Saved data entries
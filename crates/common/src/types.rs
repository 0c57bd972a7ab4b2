use chrono::{DateTime, Utc};
use serde::{Deserialize, Serialize};
use uuid::Uuid;

use crate::error::AppError;

/// Device platform a push token was issued for.
#[derive(Debug, Clone, Copy, PartialEq, Eq, Hash, Serialize, Deserialize, sqlx::Type)]
#[sqlx(type_name = "text", rename_all = "lowercase")]
#[serde(rename_all = "lowercase")]
pub enum Platform {
    Ios,
    Android,
    Web,
}

impl std::fmt::Display for Platform {
    fn fmt(&self, f: &mut std::fmt::Formatter<'_>) -> std::fmt::Result {
        match self {
            Platform::Ios => write!(f, "ios"),
            Platform::Android => write!(f, "android"),
            Platform::Web => write!(f, "web"),
        }
    }
}

/// Category of an in-app feed entry.
#[derive(Debug, Clone, Copy, PartialEq, Eq, Serialize, Deserialize, sqlx::Type)]
#[sqlx(type_name = "text", rename_all = "snake_case")]
#[serde(rename_all = "snake_case")]
pub enum NotificationType {
    Notice,
    InquiryAnswer,
    Review,
    Comment,
    System,
}

impl std::fmt::Display for NotificationType {
    fn fmt(&self, f: &mut std::fmt::Formatter<'_>) -> std::fmt::Result {
        match self {
            NotificationType::Notice => write!(f, "notice"),
            NotificationType::InquiryAnswer => write!(f, "inquiry_answer"),
            NotificationType::Review => write!(f, "review"),
            NotificationType::Comment => write!(f, "comment"),
            NotificationType::System => write!(f, "system"),
        }
    }
}

/// A registered push target.
///
/// `enabled` and `disabled_at` always move together; `deleted_at` is only
/// ever set on a disabled row.
#[derive(Debug, Clone, Serialize, Deserialize, sqlx::FromRow)]
pub struct PushDevice {
    pub id: Uuid,
    /// `None` while the app has not signed in yet
    pub user_id: Option<Uuid>,
    /// Client-supplied stable installation identifier
    pub device_id: String,
    pub push_token: String,
    pub platform: Platform,
    pub device_model: Option<String>,
    pub last_active_at: DateTime<Utc>,
    pub enabled: bool,
    pub disabled_at: Option<DateTime<Utc>>,
    pub disabled_reason: Option<String>,
    /// Soft-delete marker set by the retention sweeper
    pub deleted_at: Option<DateTime<Utc>>,
    pub created_at: DateTime<Utc>,
}

impl PushDevice {
    /// Whether the row may receive pushes.
    pub fn is_deliverable(&self) -> bool {
        self.enabled && self.deleted_at.is_none()
    }
}

/// Input for device registration.
#[derive(Debug, Clone, Serialize, Deserialize)]
pub struct RegisterDevice {
    pub user_id: Option<Uuid>,
    pub device_id: String,
    pub push_token: String,
    pub platform: Platform,
    pub device_model: Option<String>,
}

impl RegisterDevice {
    /// Trim identifiers and reject empty ones.
    pub fn validated(mut self) -> Result<Self, AppError> {
        self.device_id = self.device_id.trim().to_string();
        self.push_token = self.push_token.trim().to_string();

        if self.device_id.is_empty() {
            return Err(AppError::Validation(
                "device_id must not be empty".to_string(),
            ));
        }
        if self.push_token.is_empty() {
            return Err(AppError::Validation(
                "push_token must not be empty".to_string(),
            ));
        }
        self.device_model = self
            .device_model
            .map(|m| m.trim().to_string())
            .filter(|m| !m.is_empty());

        Ok(self)
    }
}

/// A row of a user's in-app feed.
#[derive(Debug, Clone, Serialize, Deserialize, sqlx::FromRow)]
pub struct Notification {
    pub id: Uuid,
    pub user_id: Uuid,
    pub notification_type: NotificationType,
    pub title: String,
    pub content: String,
    pub link_url: Option<String>,
    /// Opaque reference to the entity the entry is about
    pub target_id: Option<String>,
    pub read: bool,
    pub read_at: Option<DateTime<Utc>>,
    pub created_at: DateTime<Utc>,
}

/// Feed + push intent produced by business logic.
#[derive(Debug, Clone, Serialize, Deserialize)]
pub struct NotificationDraft {
    pub recipient_user_ids: Vec<Uuid>,
    pub notification_type: NotificationType,
    pub title: String,
    pub body: String,
    pub link_url: Option<String>,
    pub target_id: Option<String>,
}

/// Push intent released to the dispatcher once its unit of work commits.
///
/// Never persisted.
#[derive(Debug, Clone, PartialEq, Eq, Serialize, Deserialize)]
pub struct NotificationDispatchRequest {
    recipient_user_ids: Vec<Uuid>,
    pub title: String,
    pub body: String,
    pub link_url: Option<String>,
}

impl NotificationDispatchRequest {
    /// Build a request; recipients are de-duplicated keeping first occurrence order.
    pub fn new(
        recipient_user_ids: impl IntoIterator<Item = Uuid>,
        title: impl Into<String>,
        body: impl Into<String>,
        link_url: Option<String>,
    ) -> Result<Self, AppError> {
        let mut recipients: Vec<Uuid> = Vec::new();
        for id in recipient_user_ids {
            if !recipients.contains(&id) {
                recipients.push(id);
            }
        }

        if recipients.is_empty() {
            return Err(AppError::Validation(
                "recipient_user_ids must not be empty".to_string(),
            ));
        }

        Ok(Self {
            recipient_user_ids: recipients,
            title: title.into(),
            body: body.into(),
            link_url,
        })
    }

    pub fn recipient_user_ids(&self) -> &[Uuid] {
        &self.recipient_user_ids
    }
}
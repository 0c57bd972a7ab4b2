//! Health check endpoint.

use axum::extract::State;
use axum::routing::get;
use axum::{Json, Router};
use serde_json::json;

use crate::state::AppState;

pub fn router() -> Router<AppState> {
    Router::new().route("/health", get(health_check))
}

async fn health_check(State(state): State<AppState>) -> Json<serde_json::Value> {
    let database = sqlx::query("SELECT 1").execute(&state.pool).await.is_ok();

    Json(json!({
        "status": if database { "ok" } else { "degraded" },
        "service": "courier-api",
        "version": env!("CARGO_PKG_VERSION"),
        "database": database
    }))
}
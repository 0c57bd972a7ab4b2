//! Push device registration and opt-in / opt-out routes.

use axum::extract::{Path, State};
use axum::routing::{post, put};
use axum::{Json, Router};
use serde::Deserialize;
use serde_json::json;
use uuid::Uuid;

use courier_common::error::AppError;
use courier_common::types::{Platform, PushDevice, RegisterDevice};
use courier_engine::service::NotificationService;

use crate::middleware::caller::{Caller, OptionalCaller};
use crate::state::AppState;

pub fn router() -> Router<AppState> {
    Router::new()
        .route("/api/devices", post(register_device))
        .route("/api/devices/enabled", put(set_devices_enabled))
        .route("/api/devices/{id}/enable", post(enable_device))
}

/// Request body for device registration.
#[derive(Debug, Deserialize)]
pub struct RegisterDeviceRequest {
    pub device_id: String,
    pub push_token: String,
    pub platform: Platform,
    pub device_model: Option<String>,
}

#[derive(Debug, Deserialize)]
pub struct SetEnabledRequest {
    pub enabled: bool,
}

/// POST /api/devices — Register or refresh a device; anonymous callers allowed.
async fn register_device(
    State(state): State<AppState>,
    caller: OptionalCaller,
    Json(req): Json<RegisterDeviceRequest>,
) -> Result<Json<PushDevice>, AppError> {
    let registration = RegisterDevice {
        user_id: caller.0,
        device_id: req.device_id,
        push_token: req.push_token,
        platform: req.platform,
        device_model: req.device_model,
    };
    let device =
        NotificationService::register_device(state.registry.as_ref(), registration).await?;
    Ok(Json(device))
}

/// PUT /api/devices/enabled — Turn push on or off for all of the caller's devices.
async fn set_devices_enabled(
    State(state): State<AppState>,
    caller: Caller,
    Json(req): Json<SetEnabledRequest>,
) -> Result<Json<serde_json::Value>, AppError> {
    let updated = NotificationService::set_user_device_enabled(
        state.registry.as_ref(),
        caller.user_id,
        req.enabled,
    )
    .await?;
    Ok(Json(json!({ "enabled": req.enabled, "updated": updated })))
}

/// POST /api/devices/:id/enable — Re-enable one of the caller's devices.
async fn enable_device(
    State(state): State<AppState>,
    caller: Caller,
    Path(id): Path<Uuid>,
) -> Result<Json<PushDevice>, AppError> {
    let device =
        NotificationService::enable_device(state.registry.as_ref(), caller.user_id, id).await?;
    Ok(Json(device))
}
//! Integration tests for the pool and its circuit breaker
//!
//! These tests drive the public API end to end with an in-memory provider
//! whose health can be flipped while the pool is running.

use async_trait::async_trait;
use futures::future::BoxFuture;
use pgbreaker::pool::{BoxError, ConnectionProvider, Pool, PoolError, PoolStatus};
use pgbreaker::PoolOptions;
use std::sync::atomic::{AtomicBool, AtomicUsize, Ordering};
use std::sync::Arc;
use std::time::Duration;

#[derive(Clone, Default)]
struct FlakyProvider {
    healthy: Arc<AtomicBool>,
    opened: Arc<AtomicUsize>,
    closed: Arc<AtomicUsize>,
}

impl FlakyProvider {
    fn new(healthy: bool) -> Self {
        let provider = Self::default();
        provider.healthy.store(healthy, Ordering::SeqCst);
        provider
    }
}

struct Session {
    queries: usize,
}

#[async_trait]
impl ConnectionProvider for FlakyProvider {
    type Connection = Session;

    async fn open(&self, url: &str) -> Result<Session, BoxError> {
        assert_eq!(url, "mock://orders");
        if !self.healthy.load(Ordering::SeqCst) {
            return Err("could not connect to server".into());
        }
        self.opened.fetch_add(1, Ordering::SeqCst);
        Ok(Session { queries: 0 })
    }

    async fn ping(&self, _session: &Session) -> Result<(), BoxError> {
        Ok(())
    }

    async fn close(&self, _session: Session) {
        self.closed.fetch_add(1, Ordering::SeqCst);
    }
}

fn options(pool_size: i64, fail_rate: f64, universe: i64) -> PoolOptions {
    PoolOptions {
        url: Some("mock://orders".to_string()),
        pool_size,
        fail_rate,
        universe,
        timeout_ms: 1_000,
        regeneration_cooldown_ms: 50,
        ..PoolOptions::default()
    }
}

fn query(session: &mut Session) -> BoxFuture<'_, Result<usize, BoxError>> {
    Box::pin(async move {
        session.queries += 1;
        Ok(session.queries)
    })
}

async fn wait_for(pool: &Pool<FlakyProvider>, status: PoolStatus) {
    tokio::time::timeout(Duration::from_secs(2), async {
        while pool.state() != status {
            tokio::time::sleep(Duration::from_millis(5)).await;
        }
    })
    .await
    .unwrap_or_else(|_| panic!("pool never became {}", status));
}

#[tokio::test]
async fn test_unreachable_database_fails_init() {
    let provider = FlakyProvider::new(false);

    let err = Pool::init(options(3, 1.0, 3), provider.clone())
        .await
        .unwrap_err();

    assert!(matches!(err.error, PoolError::PoolCreationFailed));
    assert_eq!(err.to_string(), "Failed to create connection pool");

    let pool = err.into_pool();
    assert_eq!(pool.state(), PoolStatus::Failed);
    assert_eq!(provider.opened.load(Ordering::SeqCst), 0);
}

#[tokio::test]
async fn test_healthy_pool_serves_callers() {
    let provider = FlakyProvider::new(true);
    let pool = Pool::init(options(2, 0.5, 2), provider.clone()).await.unwrap();

    assert_eq!(pool.state(), PoolStatus::Ready);
    assert_eq!(pool.url(), Some("mock://orders"));

    assert_eq!(pool.execute(query).await.unwrap(), 1);
    assert_eq!(pool.execute(query).await.unwrap(), 1);
    // FIFO: the first session comes around again
    assert_eq!(pool.execute(query).await.unwrap(), 2);

    pool.close().await;
    assert_eq!(provider.closed.load(Ordering::SeqCst), 2);
}

#[tokio::test]
async fn test_callers_block_until_a_slot_is_free() {
    let pool = Pool::init(options(1, 0.5, 1), FlakyProvider::new(true))
        .await
        .unwrap();

    let (started_tx, started_rx) = tokio::sync::oneshot::channel();
    let (release_tx, release_rx) = tokio::sync::oneshot::channel::<()>();

    let holder = {
        let pool = pool.clone();
        tokio::spawn(async move {
            pool.execute(move |_session| {
                Box::pin(async move {
                    let _ = started_tx.send(());
                    let _ = release_rx.await;
                    Ok::<_, BoxError>(())
                })
            })
            .await
        })
    };
    started_rx.await.unwrap();

    let waiting = tokio::time::timeout(Duration::from_millis(30), pool.execute(query)).await;
    assert!(waiting.is_err(), "second caller should wait for the slot");

    release_tx.send(()).unwrap();
    holder.await.unwrap().unwrap();

    assert_eq!(pool.execute(query).await.unwrap(), 1);
}

#[tokio::test]
async fn test_pool_recovers_after_outage() {
    let provider = FlakyProvider::new(false);
    let pool = Pool::init(options(2, 1.0, 2), provider.clone())
        .await
        .unwrap_err()
        .into_pool();

    // Still down: regeneration fails and the pool stays failed
    tokio::time::sleep(Duration::from_millis(60)).await;
    assert!(matches!(
        pool.execute(query).await,
        Err(PoolError::ServiceUnavailable)
    ));
    wait_for(&pool, PoolStatus::Failed).await;
    assert_eq!(pool.stats().await.regeneration_attempts, 1);

    provider.healthy.store(true, Ordering::SeqCst);
    tokio::time::sleep(Duration::from_millis(60)).await;
    assert!(matches!(
        pool.execute(query).await,
        Err(PoolError::ServiceUnavailable)
    ));

    wait_for(&pool, PoolStatus::Ready).await;
    assert_eq!(pool.execute(query).await.unwrap(), 1);

    let stats = pool.stats().await;
    assert_eq!(stats.idle, 2);
    assert_eq!(stats.empty_slots, 0);
    assert_eq!(stats.regeneration_attempts, 0);
    assert_eq!(stats.breaker.trip_count, 2);
}

#[tokio::test]
async fn test_callback_errors_do_not_trip_breaker() {
    let pool = Pool::init(options(1, 0.5, 1), FlakyProvider::new(true))
        .await
        .unwrap();

    for _ in 0..5 {
        let result: Result<(), PoolError> = pool
            .execute(|_session| Box::pin(async { Err::<(), BoxError>("syntax error".into()) }))
            .await;
        match result {
            Err(PoolError::Callback(error)) => assert_eq!(error.to_string(), "syntax error"),
            other => panic!("unexpected result: {:?}", other),
        }
    }

    assert_eq!(pool.state(), PoolStatus::Ready);
    assert!(!pool.stats().await.breaker.tripped);
}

YOUR INSTRUCTIONS
Check every line of the entries above, and copy those that carry the string "send".

EXERCISE SOLUTION
                    let _ = started_tx.send(());
    release_tx.send(()).unwrap();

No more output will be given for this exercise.